To understand the connection health experts make between poor diet and coronavirus, it’s important to understand the state of nutrition and food currently in the United States. According to a report from the White House Conference on Food, Nutrition and Health, poor diet is now the leading cause of poor health in the U.S.
Dr. Dariush Mozaffarian, dean of the Friedman School of Nutrition Science and Policy at Tufts University, told the New York Times that only about one in five U.S. adults are “metabolically healthy.”
That phrase refers to having ideal levels of blood sugar, blood pressure, high-density lipoprotein (HDL, the “good cholesterol”), triglycerides and waist circumference. It does not include weight in the calculation, although obese people tend to have more issues with metabolic health.
High levels in any of these areas are risk factors for heart disease, stroke and diabetes. And, researchers now say, there’s a correlation between poor diet, metabolic heath and coronavirus.
Poor Diet and The Coronavirus
Mozaffarian said “metabolic syndrome” risk factors suppress the immune system and are associated with low-grade, body-wide inflammation. COVID-19 causes an overwhelming inflammatory response that disables the body’s ability to fight off pathogens.

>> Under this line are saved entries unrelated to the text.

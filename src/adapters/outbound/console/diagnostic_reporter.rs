use crate::ports::outbound::DiagnosticReporter;
use owo_colors::OwoColorize;

/// StderrDiagnosticReporter adapter for reporting diagnostics to stderr
///
/// This adapter implements the DiagnosticReporter port, writing messages
/// to stderr so they never mix with file content printed on stdout.
/// Colouring uses owo-colors and can be switched off.
#[derive(Debug, Clone, Copy)]
pub struct StderrDiagnosticReporter {
    color: bool,
}

impl StderrDiagnosticReporter {
    pub fn new() -> Self {
        Self { color: true }
    }

    pub fn with_color(mut self, color: bool) -> Self {
        self.color = color;
        self
    }

    fn format_error(&self, message: &str) -> String {
        if self.color {
            format!("❌ {}", message.red())
        } else {
            format!("❌ {}", message)
        }
    }

    fn format_warning(&self, message: &str) -> String {
        if self.color {
            format!("⚠️  Warning: {}", message.yellow())
        } else {
            format!("⚠️  Warning: {}", message)
        }
    }
}

impl Default for StderrDiagnosticReporter {
    fn default() -> Self {
        Self::new()
    }
}

impl DiagnosticReporter for StderrDiagnosticReporter {
    fn report_error(&self, message: &str) {
        eprintln!("{}", self.format_error(message));
    }

    fn report_warning(&self, message: &str) {
        eprintln!("{}", self.format_warning(message));
    }
}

He’s far from alone in making the connection. Another example comes from Tim Spector, a professor at King’s College in London who is behind the creation of the COVID Symptom Tracker App used by millions since its launch. In a webinar on the issue, Spector said based on the data from the app, he expects diet and nutrition will emerge as a “modifiable risk factor” in the fight against coronavirus.

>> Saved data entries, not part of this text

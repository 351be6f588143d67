use crate::file_access::domain::{BufferSize, WriteMode};
use crate::file_access::services::LineChunks;
use crate::ports::outbound::DiagnosticReporter;
use crate::shared::FileAccessError;
use std::fs::File;
use std::io::{BufReader, Write};
use std::path::Path;

/// Line iterator over an open file; the file closes when it is dropped
pub type FileLines = LineChunks<BufReader<File>>;

/// TextFileService - reads text files in line chunks and writes strings
///
/// The service holds no per-call state: every operation opens its file,
/// loops, and releases the handle before returning, on every path.
///
/// Two API shapes are offered. The `try_*` methods return
/// `FileAccessError`, including write failures. The plain methods report
/// failures through the injected `DiagnosticReporter` and return `None`
/// (or nothing), and never surface write failures.
///
/// # Type Parameters
/// * `DR` - DiagnosticReporter implementation
pub struct TextFileService<DR> {
    reporter: DR,
    buffer_size: BufferSize,
}

impl<DR: DiagnosticReporter> TextFileService<DR> {
    /// Creates a service using `DEFAULT_BUFFER_SIZE` for the short forms
    pub fn new(reporter: DR) -> Self {
        Self {
            reporter,
            buffer_size: BufferSize::default(),
        }
    }

    /// Replaces the buffer size used by `read_lines` and `read_all`
    pub fn with_buffer_size(mut self, buffer_size: BufferSize) -> Self {
        self.buffer_size = buffer_size;
        self
    }

    pub fn buffer_size(&self) -> BufferSize {
        self.buffer_size
    }

    // Read

    /// Opens `path` and returns its line chunks as an iterator
    ///
    /// # Errors
    /// `InvalidBufferSize` if `buffer_size` is 0 (the file is not touched),
    /// `OpenFile` if the file cannot be opened.
    pub fn try_open_lines(
        &self,
        path: impl AsRef<Path>,
        buffer_size: usize,
    ) -> Result<FileLines, FileAccessError> {
        let buffer_size = BufferSize::new(buffer_size)?;
        let path = path.as_ref();
        let file = File::open(path).map_err(|source| FileAccessError::OpenFile {
            path: path.to_path_buf(),
            source,
        })?;
        Ok(LineChunks::new(BufReader::new(file), buffer_size))
    }

    /// Calls `on_line` for each line chunk of `path`, in file order
    pub fn try_read_lines<F>(
        &self,
        path: impl AsRef<Path>,
        buffer_size: usize,
        mut on_line: F,
    ) -> Result<(), FileAccessError>
    where
        F: FnMut(&str),
    {
        for line in self.try_open_lines(path, buffer_size)? {
            on_line(&line);
        }
        Ok(())
    }

    /// Concatenates every line chunk of `path`
    pub fn try_read_all(
        &self,
        path: impl AsRef<Path>,
        buffer_size: usize,
    ) -> Result<String, FileAccessError> {
        Ok(self.try_open_lines(path, buffer_size)?.collect())
    }

    pub fn read_lines<F>(&self, path: impl AsRef<Path>, on_line: F)
    where
        F: FnMut(&str),
    {
        self.read_lines_with_buffer(path, self.buffer_size.get(), on_line)
    }

    /// Calls `on_line` for each line chunk; failures go to the reporter
    ///
    /// Nothing is called when the buffer size is 0 or the file cannot be
    /// opened. A line longer than `buffer_size - 1` bytes arrives in pieces.
    pub fn read_lines_with_buffer<F>(&self, path: impl AsRef<Path>, buffer_size: usize, on_line: F)
    where
        F: FnMut(&str),
    {
        if let Err(err) = self.try_read_lines(path, buffer_size, on_line) {
            self.report(&err);
        }
    }

    pub fn read_all(&self, path: impl AsRef<Path>) -> Option<String> {
        self.read_all_with_buffer(path, self.buffer_size.get())
    }

    /// Returns the whole text of `path`, or `None` after reporting a failure
    pub fn read_all_with_buffer(
        &self,
        path: impl AsRef<Path>,
        buffer_size: usize,
    ) -> Option<String> {
        self.try_read_all(path, buffer_size)
            .map_err(|err| self.report(&err))
            .ok()
    }

    // Write

    /// Replaces the content of `path` (creating it) with `content`
    ///
    /// # Errors
    /// `OpenFile` if the file cannot be opened, `Write` if writing fails.
    pub fn try_write(&self, path: impl AsRef<Path>, content: &str) -> Result<(), FileAccessError> {
        Self::write_with_mode(path.as_ref(), content, WriteMode::Truncate)
    }

    /// Appends `content` to `path`, creating the file if needed
    pub fn try_append_to(
        &self,
        path: impl AsRef<Path>,
        content: &str,
    ) -> Result<(), FileAccessError> {
        Self::write_with_mode(path.as_ref(), content, WriteMode::Append)
    }

    /// Truncating write; only an open failure is reported
    pub fn write(&self, path: impl AsRef<Path>, content: &str) {
        self.write_unchecked(path.as_ref(), content, WriteMode::Truncate)
    }

    /// Appending write; only an open failure is reported
    pub fn append_to(&self, path: impl AsRef<Path>, content: &str) {
        self.write_unchecked(path.as_ref(), content, WriteMode::Append)
    }

    fn open_for_write(path: &Path, mode: WriteMode) -> Result<File, FileAccessError> {
        mode.open_options()
            .open(path)
            .map_err(|source| FileAccessError::OpenFile {
                path: path.to_path_buf(),
                source,
            })
    }

    fn write_with_mode(path: &Path, content: &str, mode: WriteMode) -> Result<(), FileAccessError> {
        let mut file = Self::open_for_write(path, mode)?;
        file.write_all(content.as_bytes())
            .and_then(|()| file.flush())
            .map_err(|source| FileAccessError::Write {
                path: path.to_path_buf(),
                source,
            })
    }

    fn write_unchecked(&self, path: &Path, content: &str, mode: WriteMode) {
        match Self::open_for_write(path, mode) {
            Ok(mut file) => {
                // Write errors are intentionally dropped; use try_write to see them
                let _ = file.write_all(content.as_bytes());
            }
            Err(err) => self.report(&err),
        }
    }

    fn report(&self, err: &FileAccessError) {
        self.reporter.report_error(&err.to_string());
    }
}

Ways To Immediately Improve Your Diet
If you’ve been a pizza, burger and nacho eater your whole life, or simply did not pay much attention to your diet, it may surprise you how fast you can make a change and see and feel the impact on your health. It’s simply about knowing what is healthy and mixing it into your diet.
One of the silver linings of staying at home more is that people home cook almost every meal. That’s one of the biggest predictors for eating a healthy diet. So, already, that’s a step in the right direction!
Certain foods are key to a healthy immune system. The World Health Organization recommends eating certain foods to boost your immune system and improve overall health. Here are some ideas based on that list to change your diet and boost your immune system.
Focus on fruits and vegetables. Make fruits and vegetables the focus of your meals, not an afterthought. Experts recommended three cups of vegetables per day for men over 51, and two cups a day for women over 51. For fruit in this same age group, the recommendation is two cups per day for men and one and half cups for women.
Whole Grains. Work whole grains into your diet, rather than processed grains. Examples include brown rice, oatmeal, and breads, pasta and cereals marked “whole wheat.”
Beans. Mix beans and other legumes into your diet. Also, find nuts, seeds and sources of lean protein (such as salmon or chicken breast) that you like and make them a part of your weekly diet.
Starchy tubers. This includes potato, yam, taro or cassava.
Things to limit. Limit or eliminate fast food, processed and red meat, and foods high in sugar, fat and salt.
Considering that the above foods come in dozens of varieties, you can mix and match for many weeks before repeating yourself. Another important tip is to make sure everything you try is available at your local grocery store. If you need to make special trips to gourmet shops, you are less likely to get what you need.